### Your objective:
Please take the entries below from the first line through the line containing "use ace_sdk::simulation::Simulation;" and repeat them exactly, leaving out everything after.

### Data provided:
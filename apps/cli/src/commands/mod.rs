//! 命令定义和实现

pub mod check;
pub mod run;

pub use check::CheckCommand;
pub use run::RunCommand;
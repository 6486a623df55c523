//! 选择器单元
//!
//! 一个 ACE 单元包含一个选择器机构（将若干耗材通道之一压到共享驱动轮上）
//! 和一个共享驱动电机。本模块提供：
//! - [`SelectorUnit`]：通道与张力控制器使用的单元能力接口
//! - [`AceUnit`]：选择器定位/归零状态机
//! - [`UnitBuilder`]：装配单元并解析执行器引用

mod builder;
mod machine;

pub use builder::{ActuatorMap, UnitBuilder};
pub use machine::{AceUnit, ExplicitMove, SelectorState, UnitSettings};

use crate::error::SelectorError;
use crate::lane::Lane;
use ace_driver::Actuator;
use ace_protocol::SelectorPosition;
use std::sync::Arc;

/// 单元能力接口
///
/// 通道通过弱引用持有该接口，张力控制器通过它定位选择器、取得驱动电机。
pub trait SelectorUnit: Send + Sync {
    /// 单元名称
    fn name(&self) -> &str;

    /// 将选择器移动到 `lane` 的 `position`
    fn set_selector_position(
        &self,
        lane: &Arc<Lane>,
        position: SelectorPosition,
    ) -> Result<(), SelectorError>;

    /// 共享驱动电机
    fn drive_actuator(&self) -> Option<Arc<dyn Actuator>>;
}
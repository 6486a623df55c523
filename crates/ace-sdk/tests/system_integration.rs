//! 系统装配集成测试
//!
//! 从 TOML 配置装配完整系统（模拟硬件），验证：
//! - 单元/通道/控制器装配与状态快照
//! - 执行器缺失时的装配错误
//! - 命令接口驱动选择器定位与归零
//! - 传感器引脚路由

mod common;

use ace_sdk::AceConfig;
use ace_sdk::driver::SensorEvent;
use ace_sdk::prelude::*;
use ace_sdk::simulation::Simulation;
use common::{CONFIG, assemble, config};
use std::sync::Arc;
use std::time::Instant;

#[test]
fn test_assembles_units_lanes_and_controllers() {
    let (system, _sim) = assemble();

    assert_eq!(system.units().count(), 2);
    assert_eq!(system.lanes().count(), 6);
    assert_eq!(system.tensions().count(), 2);

    let unit = system.unit("ACE_2").unwrap();
    assert_eq!(unit.settings().geometry, SelectorGeometry::new(80, 40));
    let names: Vec<_> = unit.lanes().iter().map(|lane| lane.name()).collect();
    assert_eq!(names, vec!["lane5", "lane6"]);

    let lane3 = system.lane("lane3").unwrap();
    assert_eq!(lane3.index(), 3);
    assert_eq!(lane3.unit_name().as_deref(), Some("ACE_1"));

    let status = system.status();
    assert_eq!(status.units.len(), 2);
    assert!(status.units.iter().all(|unit| unit.show_sensors));
    assert_eq!(status.units[0].common_tension, Some(false));
    assert_eq!(status.units[1].common_tension, None);
    assert_eq!(status.tensions[1].mode, AssistMode::Active);
}

#[test]
fn test_assembles_from_config_file() {
    let dir = tempfile::tempdir().unwrap();
    let path = dir.path().join("ace.toml");
    std::fs::write(&path, CONFIG).unwrap();

    let config = AceConfig::load(&path).unwrap();
    let (mut hardware, _sim) = Simulation::hardware(&config);
    let system = AceSystem::from_config(&config, &mut hardware).unwrap();
    assert_eq!(system.lanes().count(), 6);
}

#[test]
fn test_dangling_lane_reference_is_rejected() {
    let mut config = config();
    config.lane.get_mut("lane6").unwrap().unit = "ACE_3".to_string();

    let (mut hardware, _sim) = Simulation::hardware(&config);
    assert!(matches!(
        AceSystem::from_config(&config, &mut hardware),
        Err(SystemError::Config(ConfigError::UnknownReference { .. }))
    ));
}

#[test]
fn test_missing_drive_actuator_is_fatal() {
    let config = config();
    let mut hardware = Hardware::new(Arc::new(ace_sdk::driver::mock::MockPrintMonitor::new()))
        .with_actuator(
            "ace_selector",
            Arc::new(ace_sdk::driver::mock::MockActuator::new("ace_selector")),
        );

    let err = AceSystem::from_config(&config, &mut hardware).unwrap_err();
    assert_eq!(
        err.to_string(),
        "No config found for drive_stepper: ace_drive in [AFC_ACE ACE_1]. \
         Please make sure [AFC_stepper ace_drive] section exists in your config"
    );
}

#[test]
fn test_set_position_commands_drive_selector() {
    let (system, sim) = assemble();
    let selector = sim.selector("ACE_1").unwrap();

    let response = system
        .execute("ACE_SET_POSITION UNIT=ACE_1 LANE=3 POSITION=1")
        .unwrap();
    assert_eq!(response.to_string(), "Moved to lane 3, position 1");
    assert_eq!(selector.distances(), vec![250.0]);

    // 切换通道：粗回位到归零位，再定位
    selector.take_moves();
    system
        .execute("ACE_SET_POSITION UNIT=ACE_1 LANE=2 POSITION=2")
        .unwrap();
    assert_eq!(selector.distances(), vec![-250.0, 50.0]);
    assert_eq!(selector.position(), 50.0);

    // 同通道：相对修正
    selector.take_moves();
    system
        .execute("ACE_SET_POSITION UNIT=ACE_1 LANE=2 POSITION=0")
        .unwrap();
    assert_eq!(selector.distances(), vec![50.0]);

    let status = &system.status().units[0];
    assert_eq!(status.selected_lane.as_deref(), Some("lane2"));
    assert_eq!(status.selected_position, Some(SelectorPosition::Free));

    // 另一个单元不受影响
    assert!(sim.selector("ACE_2").unwrap().moves().is_empty());
}

#[test]
fn test_unknown_lane_and_unit() {
    let (system, sim) = assemble();
    let response = system
        .execute("ACE_SET_POSITION UNIT=ACE_2 LANE=3 POSITION=0")
        .unwrap();
    assert_eq!(response.to_string(), "Lane 3 not found");
    assert!(sim.selector("ACE_2").unwrap().moves().is_empty());

    assert!(matches!(
        system.execute("HOME_UNIT UNIT=ACE_7"),
        Err(CommandError::UnknownTarget { .. })
    ));
}

#[test]
fn test_homing_after_drift() {
    let (system, sim) = assemble();
    let selector = sim.selector("ACE_2").unwrap();
    selector.set_position(12.0);

    system.execute("HOME_UNIT UNIT=ACE_2").unwrap();
    assert_eq!(selector.moves().len(), 12);
    assert_eq!(selector.position(), 0.0);
    assert!(!selector.is_enabled());
    assert!(system.unit("ACE_2").unwrap().state().is_homed());
}

#[test]
fn test_homing_failure_is_reported_and_sticky() {
    let (system, sim) = assemble();
    let selector = sim.selector("ACE_2").unwrap();
    selector.set_position(5.0);
    selector.break_home_switch();

    let err = system.execute("HOME_UNIT UNIT=ACE_2").unwrap_err();
    assert!(matches!(
        err,
        CommandError::Selector(SelectorError::HomingFailed { moves: 400, .. })
    ));
    assert_eq!(sim.reporter.messages(), vec!["Failed to home ACE_2".to_string()]);
    assert!(system.status().units[1].home_failed);

    // 失败标志未清除前不再尝试
    selector.take_moves();
    assert!(system.execute("HOME_UNIT UNIT=ACE_2").is_err());
    assert!(selector.moves().is_empty());
}

#[test]
fn test_sensor_edges_are_routed_by_pin() {
    let (system, _sim) = assemble();
    let sender = system.sensor_sender();
    let now = Instant::now();

    sender.publish(SensorEvent::new("PA6", true, now)).unwrap();
    sender.publish(SensorEvent::new("PB1", true, now)).unwrap();
    sender.publish(SensorEvent::new("PZ0", true, now)).unwrap();
    assert_eq!(system.run_pending(), 3);

    assert_eq!(system.unit("ACE_1").unwrap().common_tension(), Some(true));
    assert!(system.tension("ACE_tension1").unwrap().tension_level());
    assert!(!system.tension("ACE_tension2").unwrap().tension_level());
}

#[test]
fn test_home_edge_updates_switch() {
    let (system, _sim) = assemble();
    let unit = system.unit("ACE_1").unwrap();
    assert!(unit.home_switch());

    system
        .sensor_sender()
        .publish(SensorEvent::new("PA1", false, Instant::now()))
        .unwrap();
    system.run_pending();
    assert!(!unit.home_switch());
}

#[test]
fn test_runout_predicate_follows_print_state() {
    let (system, sim) = assemble();
    let unit = system.unit("ACE_1").unwrap();
    let lane2 = system.lane("lane2").unwrap();

    sim.print.set_current_lane(Some("lane2".to_string()));
    sim.print.set_printing(true);
    assert!(unit.should_trigger_runout(lane2));

    lane2.set_state(LaneState::Ejecting);
    assert!(!unit.should_trigger_runout(lane2));
}

#[test]
fn test_lane_indicators() {
    let (system, sim) = assemble();
    let unit = system.unit("ACE_1").unwrap();
    let lane4 = system.lane("lane4").unwrap();
    let indicator = sim.indicators.get("ACE_1").unwrap();

    unit.lane_loading(lane4);
    assert_eq!(indicator.level(4), Some(0.3));
    unit.lane_loaded(lane4);
    assert_eq!(indicator.level(4), Some(1.0));
    unit.lane_unloaded(lane4);
    assert_eq!(indicator.level(4), Some(0.0));
}

#[test]
fn test_simulation_shares_drive_by_name() {
    let config = config();
    let (hardware, sim) = Simulation::hardware(&config);
    assert_eq!(sim.drives.len(), 2);
    assert_eq!(hardware.actuators().len(), 4);
}

#[cfg(feature = "serde")]
#[test]
fn test_status_serializes_to_json() {
    let (system, _sim) = assemble();
    system.activate_lane("lane3").unwrap();

    let json = serde_json::to_value(system.status()).unwrap();
    assert_eq!(json["units"][0]["name"], "ACE_1");
    assert_eq!(json["units"][0]["homed"], false);
    assert_eq!(json["tensions"][1]["mode"], "active");
    assert_eq!(json["tensions"][1]["current_lane"], "lane3");
    assert_eq!(json["tensions"][1]["buffer_status"], "Disabled");
}
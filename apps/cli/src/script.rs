//! 脚本系统
//!
//! JSON 脚本：按顺序执行的命令序列，每条命令是一行会话输入或一次等待。

use anyhow::{Context, Result};
use serde::{Deserialize, Serialize};
use std::fs;
use std::path::Path;
use std::sync::Arc;
use std::sync::atomic::{AtomicBool, Ordering};
use std::time::{Duration, Instant};
use tracing::{info, warn};

use crate::session::Session;

/// 脚本
#[derive(Debug, Clone, Serialize, Deserialize)]
pub struct Script {
    pub name: String,

    #[serde(default)]
    pub description: String,

    /// 命令序列
    pub commands: Vec<ScriptCommand>,
}

/// 脚本命令
#[derive(Debug, Clone, PartialEq, Serialize, Deserialize)]
#[serde(tag = "type", rename_all = "snake_case")]
pub enum ScriptCommand {
    /// 一行会话输入（命令或模拟命令）
    Line { line: String },

    /// 等待
    Wait { duration_ms: u64 },
}

/// 脚本执行结果
#[derive(Debug, Default)]
pub struct ScriptResult {
    pub total_commands: usize,
    pub succeeded: Vec<usize>,
    /// (命令序号, 错误信息)
    pub failed: Vec<(usize, String)>,
    pub interrupted: bool,
    pub duration: Duration,
}

/// 脚本执行器
pub struct ScriptExecutor {
    continue_on_error: bool,
    stop: Arc<AtomicBool>,
}

impl ScriptExecutor {
    pub fn new(continue_on_error: bool) -> Self {
        Self {
            continue_on_error,
            stop: Arc::new(AtomicBool::new(false)),
        }
    }

    /// 中断标志（在命令之间检查）
    pub fn stop_flag(&self) -> Arc<AtomicBool> {
        Arc::clone(&self.stop)
    }

    /// 加载脚本文件
    pub fn load_script(path: impl AsRef<Path>) -> Result<Script> {
        let content = fs::read_to_string(path).context("Failed to read script file")?;
        let script: Script =
            serde_json::from_str(&content).context("Failed to parse script JSON")?;
        Ok(script)
    }

    /// 执行脚本
    pub async fn execute(&self, session: &Session, script: &Script) -> ScriptResult {
        let started = Instant::now();
        let mut result = ScriptResult {
            total_commands: script.commands.len(),
            ..ScriptResult::default()
        };
        info!(
            "Running script '{}' ({} commands)",
            script.name,
            script.commands.len()
        );

        for (i, command) in script.commands.iter().enumerate() {
            if self.stop.load(Ordering::Acquire) {
                warn!("Script '{}' interrupted before command {}", script.name, i + 1);
                result.interrupted = true;
                break;
            }

            match command {
                ScriptCommand::Line { line } => {
                    println!("> {}", line);
                    match session.handle(line) {
                        Ok(output) => {
                            for out in output {
                                println!("  {}", out);
                            }
                            result.succeeded.push(i);
                        },
                        Err(err) => {
                            warn!("Script command {} failed: {}", i + 1, err);
                            println!("  ❌ {}", err);
                            result.failed.push((i, err.to_string()));
                            if !self.continue_on_error {
                                break;
                            }
                        },
                    }
                },
                ScriptCommand::Wait { duration_ms } => {
                    tokio::time::sleep(Duration::from_millis(*duration_ms)).await;
                    result.succeeded.push(i);
                },
            }
        }

        result.duration = started.elapsed();
        result
    }
}

#[cfg(test)]
mod tests {
    use super::*;
    use ace_sdk::AceConfig;

    const CONFIG: &str = r#"
[unit.ACE_1]
drive_stepper = "ace_drive"
selector_stepper = "ace_selector"
home_pin = "PA1"

[lane.lane1]
unit = "ACE_1"
index = 1
"#;

    fn session() -> Session {
        Session::from_config(&AceConfig::from_toml_str(CONFIG).unwrap()).unwrap()
    }

    #[test]
    fn test_parse_script() {
        let script: Script = serde_json::from_str(
            r#"{
                "name": "home",
                "commands": [
                    {"type": "line", "line": "HOME_UNIT UNIT=ACE_1"},
                    {"type": "wait", "duration_ms": 5}
                ]
            }"#,
        )
        .unwrap();
        assert_eq!(script.description, "");
        assert_eq!(
            script.commands[1],
            ScriptCommand::Wait { duration_ms: 5 }
        );
    }

    #[tokio::test]
    async fn test_stops_on_first_error() {
        let script = Script {
            name: "t".to_string(),
            description: String::new(),
            commands: vec![
                ScriptCommand::Line {
                    line: "HOME_UNIT UNIT=ACE_9".to_string(),
                },
                ScriptCommand::Line {
                    line: "HOME_UNIT UNIT=ACE_1".to_string(),
                },
            ],
        };
        let result = ScriptExecutor::new(false).execute(&session(), &script).await;
        assert_eq!(result.failed.len(), 1);
        assert!(result.succeeded.is_empty());

        let result = ScriptExecutor::new(true).execute(&session(), &script).await;
        assert_eq!(result.succeeded, vec![1]);
    }

    #[tokio::test]
    async fn test_stop_flag_interrupts() {
        let script = Script {
            name: "t".to_string(),
            description: String::new(),
            commands: vec![ScriptCommand::Wait { duration_ms: 1 }],
        };
        let executor = ScriptExecutor::new(false);
        executor.stop_flag().store(true, Ordering::Release);
        let result = executor.execute(&session(), &script).await;
        assert!(result.interrupted);
        assert!(result.succeeded.is_empty());
    }
}
//! 运行模式
//!
//! - REPL 模式：交互式 Shell，会话期间保持同一个模拟系统

pub mod repl;
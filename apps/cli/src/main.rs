//! # ACE CLI
//!
//! ACE 选择器单元的命令行工具：配置检查、脚本执行与交互式 Shell，
//! 全部运行在模拟硬件上。
//!
//! ```bash
//! # 校验配置
//! ace-cli check ace.toml
//!
//! # 执行 JSON 脚本
//! ace-cli run ace.toml script.json
//!
//! # 交互式 Shell
//! $ ace-cli shell ace.toml
//! ace> activate lane1
//! ace> ENABLE_TENSION_ASSIST TENSION=ACE_tension1
//! ace> printing on
//! ace> edge PB1 1
//! ace> exit
//! ```

use anyhow::Result;
use clap::{Parser, Subcommand};
use std::path::PathBuf;

mod commands;
mod modes;
mod script;
mod session;

use commands::{CheckCommand, RunCommand};
use modes::repl::run_repl;

/// ACE CLI - 耗材选择器命令行工具
#[derive(Parser, Debug)]
#[command(name = "ace-cli")]
#[command(about = "Simulator and config checker for ACE selector units", long_about = None)]
#[command(version)]
struct Cli {
    /// 默认日志过滤规则（`RUST_LOG` 优先）
    #[arg(long, global = true, default_value = "ace_cli=info,warn")]
    log: String,

    #[command(subcommand)]
    command: Commands,
}

#[derive(Subcommand, Debug)]
enum Commands {
    /// 校验配置文件
    Check {
        #[command(flatten)]
        args: CheckCommand,
    },

    /// 执行脚本
    Run {
        #[command(flatten)]
        args: RunCommand,
    },

    /// 启动交互式 Shell（REPL 模式）
    Shell {
        /// 配置文件路径（TOML）
        config: PathBuf,
    },
}

#[tokio::main]
async fn main() -> Result<()> {
    let cli = Cli::parse();
    ace_sdk::init_logging_with(&cli.log)?;

    match cli.command {
        Commands::Check { args } => args.execute(),
        Commands::Run { args } => args.execute().await,
        Commands::Shell { config } => run_repl(&config).await,
    }
}
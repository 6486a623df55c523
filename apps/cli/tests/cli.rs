//! 命令行端到端测试

use assert_cmd::Command;
use predicates::prelude::*;
use std::fs;
use tempfile::TempDir;

const CONFIG: &str = r#"
[unit.ACE_1]
drive_stepper = "ace_drive"
selector_stepper = "ace_selector"
home_pin = "PA1"

[lane.lane1]
unit = "ACE_1"
index = 1
tension = "ACE_tension1"

[lane.lane2]
unit = "ACE_1"
index = 2

[tension.ACE_tension1]
tension_pin = "PB1"
assist_mode = "active"
"#;

fn write(dir: &TempDir, name: &str, content: &str) -> std::path::PathBuf {
    let path = dir.path().join(name);
    fs::write(&path, content).unwrap();
    path
}

fn cli() -> Command {
    Command::cargo_bin("ace-cli").unwrap()
}

#[test]
fn test_check_valid_config() {
    let dir = TempDir::new().unwrap();
    let config = write(&dir, "ace.toml", CONFIG);

    cli()
        .arg("check")
        .arg(&config)
        .assert()
        .success()
        .stdout(predicate::str::contains("unit ACE_1: lane1, lane2"))
        .stdout(predicate::str::contains("tension ACE_tension1: active mode"));
}

#[test]
fn test_check_rejects_dangling_reference() {
    let dir = TempDir::new().unwrap();
    let config = write(
        &dir,
        "ace.toml",
        &CONFIG.replace("unit = \"ACE_1\"\nindex = 2", "unit = \"ACE_9\"\nindex = 2"),
    );

    cli().arg("check").arg(&config).assert().failure();
}

#[test]
fn test_run_script() {
    let dir = TempDir::new().unwrap();
    let config = write(&dir, "ace.toml", CONFIG);
    let script = write(
        &dir,
        "script.json",
        r#"{
            "name": "assist",
            "commands": [
                {"type": "line", "line": "activate lane1"},
                {"type": "line", "line": "ENABLE_TENSION_ASSIST TENSION=ACE_tension1"},
                {"type": "line", "line": "printing on"},
                {"type": "line", "line": "edge PB1 1"},
                {"type": "line", "line": "feeds ace_drive"}
            ]
        }"#,
    );

    cli()
        .arg("run")
        .arg(&config)
        .arg(&script)
        .assert()
        .success()
        .stdout(predicate::str::contains("Tension assist enabled for ACE_tension1 (active mode)"))
        .stdout(predicate::str::contains("[10.0]"));
}

#[test]
fn test_run_script_reports_failure() {
    let dir = TempDir::new().unwrap();
    let config = write(&dir, "ace.toml", CONFIG);
    let script = write(
        &dir,
        "script.json",
        r#"{"name": "bad", "commands": [{"type": "line", "line": "HOME_UNIT UNIT=ACE_9"}]}"#,
    );

    cli()
        .env_remove("RUST_LOG")
        .arg("run")
        .arg(&config)
        .arg(&script)
        .assert()
        .failure()
        .stdout(predicate::str::contains("Running script 'bad' (1 commands)"))
        .stdout(predicate::str::contains("Script command 1 failed: No unit named 'ACE_9'"));
}
//! 通道逻辑状态定义

use num_enum::{IntoPrimitive, TryFromPrimitive};
use std::fmt;

/// 通道逻辑状态
///
/// 由外部的通道生命周期管理修改，选择器状态机只读取
/// （例如断料判定需要排除 `Ejecting` / `Calibrating`）。
#[derive(Debug, Clone, Copy, PartialEq, Eq, Hash, Default, TryFromPrimitive, IntoPrimitive)]
#[cfg_attr(feature = "serde", derive(serde::Serialize, serde::Deserialize))]
#[cfg_attr(feature = "serde", serde(rename_all = "snake_case"))]
#[repr(u8)]
pub enum LaneState {
    /// 空闲（无耗材或未知）
    #[default]
    Idle = 0,
    /// 正在装载到通道
    Loading = 1,
    /// 已装载到通道
    Loaded = 2,
    /// 正在送入打印头
    ToolLoading = 3,
    /// 已送入打印头
    ToolLoaded = 4,
    /// 正在从打印头退出
    ToolUnloading = 5,
    /// 正在退出通道
    Unloading = 6,
    /// 正在弹出耗材
    Ejecting = 7,
    /// 正在标定
    Calibrating = 8,
    /// 错误
    Error = 9,
}

impl LaneState {
    /// 从 u8 转换
    ///
    /// 如果值无效，返回 Idle。
    pub fn from_u8(value: u8) -> Self {
        Self::try_from(value).unwrap_or_default()
    }

    /// 转换为 u8
    pub fn as_u8(self) -> u8 {
        self.into()
    }

    /// 该状态是否屏蔽断料判定
    pub fn suppresses_runout(self) -> bool {
        matches!(self, Self::Ejecting | Self::Calibrating)
    }

    /// 状态名称
    pub fn name(self) -> &'static str {
        match self {
            Self::Idle => "idle",
            Self::Loading => "loading",
            Self::Loaded => "loaded",
            Self::ToolLoading => "tool_loading",
            Self::ToolLoaded => "tool_loaded",
            Self::ToolUnloading => "tool_unloading",
            Self::Unloading => "unloading",
            Self::Ejecting => "ejecting",
            Self::Calibrating => "calibrating",
            Self::Error => "error",
        }
    }
}

impl fmt::Display for LaneState {
    fn fmt(&self, f: &mut fmt::Formatter<'_>) -> fmt::Result {
        f.write_str(self.name())
    }
}
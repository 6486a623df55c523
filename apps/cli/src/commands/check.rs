//! check 命令
//!
//! 加载并校验配置文件，在模拟硬件上完整装配一次系统

use anyhow::Result;
use clap::Args;
use std::path::PathBuf;

use crate::session::Session;

/// 配置检查命令参数
#[derive(Args, Debug)]
pub struct CheckCommand {
    /// 配置文件路径（TOML）
    pub config: PathBuf,

    /// 以 JSON 输出装配后的状态
    #[arg(long)]
    pub json: bool,
}

impl CheckCommand {
    pub fn execute(&self) -> Result<()> {
        let session = Session::load(&self.config)?;
        let status = session.system().status();

        if self.json {
            println!("{}", serde_json::to_string_pretty(&status)?);
            return Ok(());
        }

        println!("✅ {} is valid", self.config.display());
        for unit in &status.units {
            let lanes: Vec<&str> = unit.lanes.iter().map(|l| l.name.as_str()).collect();
            println!("  unit {}: {}", unit.name, lanes.join(", "));
        }
        for tension in &status.tensions {
            println!("  tension {}: {} mode", tension.name, tension.mode);
        }
        Ok(())
    }
}
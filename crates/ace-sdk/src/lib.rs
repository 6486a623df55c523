//! ACE SDK - ACE 耗材选择器单元 Rust SDK
//!
//! 管理多通道耗材选择器：一个共享驱动电机负责送料/退料，
//! 一个选择器电机把若干通道之一压到驱动轮上（FREE / LOAD / UNLOAD 三个位置），
//! 归零开关提供绝对参考，张力开关触发打印中的送料辅助。
//!
//! # 架构设计
//!
//! 本 SDK 采用分层架构，从底层到高层：
//!
//! - **协议层** (`protocol`): 位置/模式/通道状态值类型与选择器几何
//! - **驱动层** (`driver`): 执行器、开关、事件总线与宿主服务接口
//! - **客户端层** (`client`): 选择器状态机、张力辅助控制器、命令接口
//! - **配置层** (`tools`): TOML 配置模型与校验
//!
//! # 快速开始
//!
//! ```rust
//! use ace_sdk::prelude::*;
//! ```
//!
//! 从配置文件装配完整系统见 [`AceSystem::from_config`]。

pub mod logging;
pub mod prelude;
#[cfg(feature = "mock")]
pub mod simulation;
mod system;

// 分层重新导出
pub use ace_client as client;
pub use ace_driver as driver;
pub use ace_protocol as protocol;
pub use ace_tools as tools;

// --- 用户以此为界 ---
// 以下是通过 Facade Pattern 提供的公共 API

pub use ace_client::{
    AceUnit, BuildError, CommandDispatcher, CommandError, CommandResponse, Lane, SelectorError,
    TensionAssist, TensionStatus, UnitStatus,
};
pub use ace_driver::DriverError;
pub use ace_protocol::ProtocolError;
pub use ace_tools::{AceConfig, ConfigError};
pub use logging::{LoggingError, init_logging, init_logging_with};
pub use system::{AceSystem, Hardware, SystemError, SystemStatus};
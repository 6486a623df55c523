//! 张力辅助模式定义

use crate::ProtocolError;
use crate::position::SelectorPosition;
use std::fmt;
use std::str::FromStr;

/// 张力辅助模式
///
/// # 模式说明
///
/// - **Active**: 选择器保持在 LOAD 位置，检测到张力时驱动电机送料
/// - **Passive**: 选择器保持在 FREE 位置，耗材自由移动，只记录传感器状态
#[derive(Debug, Clone, Copy, PartialEq, Eq, Hash, Default)]
#[cfg_attr(feature = "serde", derive(serde::Serialize))]
#[cfg_attr(feature = "serde", serde(rename_all = "lowercase"))]
pub enum AssistMode {
    /// 主动模式
    Active,
    /// 被动模式（默认）
    #[default]
    Passive,
}

impl AssistMode {
    /// 该模式下选择器应保持的位置
    pub fn selector_position(self) -> SelectorPosition {
        match self {
            Self::Active => SelectorPosition::Load,
            Self::Passive => SelectorPosition::Free,
        }
    }

    /// 是否为主动模式
    pub fn is_active(self) -> bool {
        self == Self::Active
    }

    /// 模式名称（小写，与配置/命令参数一致）
    pub fn as_str(self) -> &'static str {
        match self {
            Self::Active => "active",
            Self::Passive => "passive",
        }
    }

    /// 首字母大写的名称（用于状态文本）
    pub fn title(self) -> &'static str {
        match self {
            Self::Active => "Active",
            Self::Passive => "Passive",
        }
    }
}

impl FromStr for AssistMode {
    type Err = ProtocolError;

    /// 解析模式字符串（忽略大小写和首尾空白）
    fn from_str(s: &str) -> Result<Self, Self::Err> {
        match s.trim().to_ascii_lowercase().as_str() {
            "active" => Ok(Self::Active),
            "passive" => Ok(Self::Passive),
            other => Err(ProtocolError::InvalidMode(other.to_string())),
        }
    }
}

impl fmt::Display for AssistMode {
    fn fmt(&self, f: &mut fmt::Formatter<'_>) -> fmt::Result {
        f.write_str(self.as_str())
    }
}

// 配置文件中的模式字符串与命令参数使用同一套解析规则（忽略大小写）
#[cfg(feature = "serde")]
impl<'de> serde::Deserialize<'de> for AssistMode {
    fn deserialize<D>(deserializer: D) -> Result<Self, D::Error>
    where
        D: serde::Deserializer<'de>,
    {
        let raw = String::deserialize(deserializer)?;
        raw.parse().map_err(serde::de::Error::custom)
    }
}
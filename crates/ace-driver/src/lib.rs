//! 驱动层模块
//!
//! 本模块提供 ACE 选择器单元的硬件抽象，包括：
//! - 执行器接口（相对移动、使能/失能）
//! - 开关量传感器电平（归零开关、张力开关）
//! - 传感器边沿事件总线（单线程顺序分发）
//! - 宿主服务接口（打印状态查询、错误上报、指示灯）
//!
//! # 使用场景
//!
//! 状态机与控制器只依赖这里定义的 trait，真实硬件与模拟硬件都通过实现这些 trait 接入。
//! 启用 `mock` feature 可获得用于测试与演示的模拟实现。

pub mod actuator;
pub mod error;
pub mod events;
pub mod host;
pub mod lane_state;
#[cfg(any(test, feature = "mock"))]
pub mod mock;
pub mod switch;

pub use actuator::{Actuator, MoveCommand};
pub use error::DriverError;
pub use events::{EventBus, EventSender, SensorEvent};
pub use host::{ErrorReporter, Indicator, LogReporter, PrintMonitor};
pub use lane_state::AtomicLaneState;
pub use switch::SwitchLevel;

### Completed task:
filename apps/cli/src/commands/mod.rs
//! 命令定义和实现

pub mod check;
pub mod run;

pub use check::CheckCommand;
pub use run::RunCommand;
repository 6486a623df55c523
//! 选择器单元
//!
//! 一个 ACE 单元包含一个选择器机构（将若干耗材通道之一压到共享驱动轮上）
//! 和一个共享驱动电机。本模块提供：
//! - [`SelectorUnit`]：通道与张力控制器使用的单元能力接口
//! - [`AceUnit`]：选择器定位/归零状态机
//! - [`UnitBuilder`]：装配单元并解析执行器引用

mod builder;
mod machine;

pub use builder::{ActuatorMap, UnitBuilder};
pub use machine::{AceUnit, ExplicitMove, SelectorState, UnitSettings};

use crate::error::SelectorError;
use crate::lane::Lane;
use ace_driver::Actuator;
use ace_protocol::SelectorPosition;
use std::sync::Arc;

/// 单元能力接口
///
/// 通道通过弱引用持有该接口，张力控制器通过它定位选择器、取得驱动电机。
pub trait SelectorUnit: Send + Sync {
    /// 单元名称
    fn name(&self) -> &str;

    /// 将选择器移动到 `lane` 的 `position`
    fn set_selector_position(
        &self,
        lane: &Arc<Lane>,
        position: SelectorPosition,
    ) -> Result<(), SelectorError>;

    /// 共享驱动电机
    fn drive_actuator(&self) -> Option<Arc<dyn Actuator>>;
}
repository 6486a623df55c523
filename crates/ace-sdk/tests/system_integration.rs
//! 系统装配集成测试
//!
//! 从 TOML 配置装配完整系统（模拟硬件），验证：
//! - 单元/通道/控制器装配与状态快照
//! - 执行器缺失时的装配错误
//! - 命令接口驱动选择器定位与归零
//! - 传感器引脚路由

mod common;

use ace_sdk::AceConfig;
use ace_sdk::driver::SensorEvent;
use ace_sdk::prelude::*;
use ace_sdk::simulation::Simulation;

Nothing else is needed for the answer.